What you need to do ▸ Each line of the data below that holds the word "AiAnalysis" is to be reported in full.

(Source material begins)

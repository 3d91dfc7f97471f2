//! # Data Source Service Module
//!
//! Routes under `/api/data_sources`. A data source is a stored tabular
//! payload (uploaded file or fetched URL) with profiled metadata; widgets
//! snapshot rows from it.
//!
//! ## Registered Routes
//!
//! * **`GET /`**: sources the caller can see, payloads omitted (`list`).
//! * **`POST /upload`**: multipart upload, parsed synchronously (`upload`).
//! * **`POST /url`**: fetches a URL in a background job (`import_url`).
//! * **`GET /{id}`**, **`DELETE /{id}`** (`get`, `delete`).
//! * **`POST /{id}/analyze`**: background analysis job (`analyze`).
//! * **`GET /{id}/analyses`**: stored analyses, newest first (`analyses`).
//!
//! Job progress is polled through `GET /api/jobs/{job_id}`.

mod analyses;
mod analyze;
mod delete;
mod get;
mod import_url;
mod list;
mod upload;

use actix_web::web::{delete, get, post, scope};
use actix_web::Scope;

const API_PATH: &str = "/api/data_sources";

pub fn configure_routes() -> Scope {
    scope(API_PATH)
        .route("", get().to(list::process))
        .route("/upload", post().to(upload::process))
        .route("/url", post().to(import_url::process))
        .route("/{id}", get().to(get::process))
        .route("/{id}", delete().to(delete::process))
        .route("/{id}/analyze", post().to(analyze::process))
        .route("/{id}/analyses", get().to(analyses::process))
}

#[cfg(test)]
mod tests {
    use crate::services::testing::{as_user, TestState};
    use actix_web::http::header::CONTENT_TYPE;
    use actix_web::http::StatusCode;
    use actix_web::test::{self, TestRequest};
    use actix_web::App;
    use common::jobs::JobStatus;
    use common::model::analysis::AiAnalysis;
    use common::model::column::ColumnType;
    use common::model::dashboard::Dashboard;
    use common::model::datasource::{DataSource, DataSourceStatus};
    use common::model::widget::Widget;
    use common::requests::{CreatedWidget, JobStarted};
    use serde_json::json;

    const BOUNDARY: &str = "dashboard-test-boundary";

    fn upload_request(user: &str, name: &str, file_name: &str, contents: &str) -> TestRequest {
        let meta = json!({ "name": name }).to_string();
        let body = format!(
            "--{b}\r\n\
             Content-Disposition: form-data; name=\"json\"\r\n\
             Content-Type: application/json\r\n\r\n\
             {meta}\r\n\
             --{b}\r\n\
             Content-Disposition: form-data; name=\"file\"; filename=\"{file_name}\"\r\n\
             Content-Type: application/octet-stream\r\n\r\n\
             {contents}\r\n\
             --{b}--\r\n",
            b = BOUNDARY
        );
        as_user(TestRequest::post().uri("/api/data_sources/upload"), user)
            .insert_header((
                CONTENT_TYPE,
                format!("multipart/form-data; boundary={}", BOUNDARY),
            ))
            .set_payload(body)
    }

    #[actix_web::test]
    async fn csv_upload_is_parsed_and_profiled() {
        let state = TestState::new();
        let app = test::init_service(App::new().configure(|cfg| state.configure(cfg))).await;

        let source: DataSource = test::call_and_read_body_json(
            &app,
            upload_request("alice", "Sales", "sales.csv", "region;sales\nNorth;100\nSouth;150")
                .to_request(),
        )
        .await;
        assert_eq!(source.status, DataSourceStatus::Ready);
        assert_eq!(source.metadata.row_count, 2);
        assert_eq!(source.metadata.columns, vec!["region", "sales"]);
        assert_eq!(source.metadata.profile[1].column_type, ColumnType::Number);
        assert_eq!(
            source.raw_payload,
            Some(json!([
                {"region": "North", "sales": 100},
                {"region": "South", "sales": 150}
            ]))
        );

        let listed: Vec<DataSource> = test::call_and_read_body_json(
            &app,
            as_user(TestRequest::get().uri("/api/data_sources"), "alice").to_request(),
        )
        .await;
        assert_eq!(listed.len(), 1);
        assert_eq!(listed[0].raw_payload, None);

        let hidden = test::call_service(
            &app,
            as_user(
                TestRequest::get().uri(&format!("/api/data_sources/{}", source.id)),
                "bob",
            )
            .to_request(),
        )
        .await;
        assert_eq!(hidden.status(), StatusCode::NOT_FOUND);
    }

    #[actix_web::test]
    async fn bad_files_are_kept_as_errors() {
        let state = TestState::new();
        let app = test::init_service(App::new().configure(|cfg| state.configure(cfg))).await;

        let response = test::call_service(
            &app,
            upload_request("alice", "Broken", "broken.csv", "name,name\n1,2").to_request(),
        )
        .await;
        assert_eq!(response.status(), StatusCode::UNPROCESSABLE_ENTITY);

        let listed: Vec<DataSource> = test::call_and_read_body_json(
            &app,
            as_user(TestRequest::get().uri("/api/data_sources"), "alice").to_request(),
        )
        .await;
        assert_eq!(listed.len(), 1);
        assert_eq!(listed[0].status, DataSourceStatus::Error);
        assert!(listed[0].error_message.is_some());

        let spreadsheet = test::call_service(
            &app,
            upload_request("alice", "Sheet", "sheet.xlsx", "PK").to_request(),
        )
        .await;
        assert_eq!(spreadsheet.status(), StatusCode::BAD_REQUEST);
    }

    #[actix_web::test]
    async fn deleting_a_source_keeps_widget_snapshots() {
        let state = TestState::new();
        let app = test::init_service(App::new().configure(|cfg| state.configure(cfg))).await;

        let source: DataSource = test::call_and_read_body_json(
            &app,
            upload_request("alice", "Visits", "visits.json", r#"[{"day":"Mon","visits":3}]"#)
                .to_request(),
        )
        .await;
        let dashboard: Dashboard = test::call_and_read_body_json(
            &app,
            as_user(TestRequest::post().uri("/api/dashboards"), "alice")
                .set_json(json!({"title": "Traffic"}))
                .to_request(),
        )
        .await;
        let created: CreatedWidget = test::call_and_read_body_json(
            &app,
            as_user(TestRequest::post().uri("/api/widgets"), "alice")
                .set_json(json!({
                    "dashboardId": dashboard.id,
                    "dataSourceId": source.id,
                    "type": "bar",
                    "title": "Visits"
                }))
                .to_request(),
        )
        .await;

        let deleted = test::call_service(
            &app,
            as_user(
                TestRequest::delete().uri(&format!("/api/data_sources/{}", source.id)),
                "alice",
            )
            .to_request(),
        )
        .await;
        assert_eq!(deleted.status(), StatusCode::NO_CONTENT);

        let widget: Widget = test::call_and_read_body_json(
            &app,
            as_user(
                TestRequest::get().uri(&format!("/api/widgets/{}", created.widget.id)),
                "alice",
            )
            .to_request(),
        )
        .await;
        assert_eq!(widget.data_source_id, None);
        assert_eq!(widget.config.data.as_ref().map(Vec::len), Some(1));
    }

    #[actix_web::test]
    async fn analysis_runs_as_a_job() {
        let state = TestState::new();
        let app = test::init_service(App::new().configure(|cfg| state.configure(cfg))).await;

        let source: DataSource = test::call_and_read_body_json(
            &app,
            upload_request(
                "alice",
                "Sales",
                "sales.csv",
                "month,sales\nJan,100\nFeb,\nMar,175",
            )
            .to_request(),
        )
        .await;

        let started: JobStarted = test::call_and_read_body_json(
            &app,
            as_user(
                TestRequest::post().uri(&format!("/api/data_sources/{}/analyze", source.id)),
                "alice",
            )
            .to_request(),
        )
        .await;

        let mut status = JobStatus::Pending;
        for _ in 0..200 {
            status = test::call_and_read_body_json(
                &app,
                TestRequest::get()
                    .uri(&format!("/api/jobs/{}", started.job_id))
                    .to_request(),
            )
            .await;
            if status.is_finished() {
                break;
            }
            tokio::time::sleep(std::time::Duration::from_millis(10)).await;
        }
        let JobStatus::Completed(analysis_id) = status else {
            panic!("analysis did not complete: {:?}", status);
        };

        let analyses: Vec<AiAnalysis> = test::call_and_read_body_json(
            &app,
            as_user(
                TestRequest::get().uri(&format!("/api/data_sources/{}/analyses", source.id)),
                "alice",
            )
            .to_request(),
        )
        .await;
        assert_eq!(analyses.len(), 1);
        assert_eq!(analyses[0].id, analysis_id);
        assert_eq!(
            analyses[0].summary,
            "Sales has 3 rows across 2 columns, 1 of them numeric."
        );
        assert_eq!(analyses[0].data_quality_notes, vec!["sales is empty in 1 of 3 rows."]);

        // Someone without edit rights cannot start one.
        let denied = test::call_service(
            &app,
            as_user(
                TestRequest::post().uri(&format!("/api/data_sources/{}/analyze", source.id)),
                "bob",
            )
            .to_request(),
        )
        .await;
        assert_eq!(denied.status(), StatusCode::NOT_FOUND);
    }

    #[actix_web::test]
    async fn url_imports_reject_bad_urls() {
        let state = TestState::new();
        let app = test::init_service(App::new().configure(|cfg| state.configure(cfg))).await;
        let response = test::call_service(
            &app,
            as_user(TestRequest::post().uri("/api/data_sources/url"), "alice")
                .set_json(json!({"name": "Remote", "url": "file:///etc/passwd"}))
                .to_request(),
        )
        .await;
        assert_eq!(response.status(), StatusCode::BAD_REQUEST);
    }
}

(Source material ends)

Answer for this exercise ▸
    use common::model::analysis::AiAnalysis;
        let analyses: Vec<AiAnalysis> = test::call_and_read_body_json(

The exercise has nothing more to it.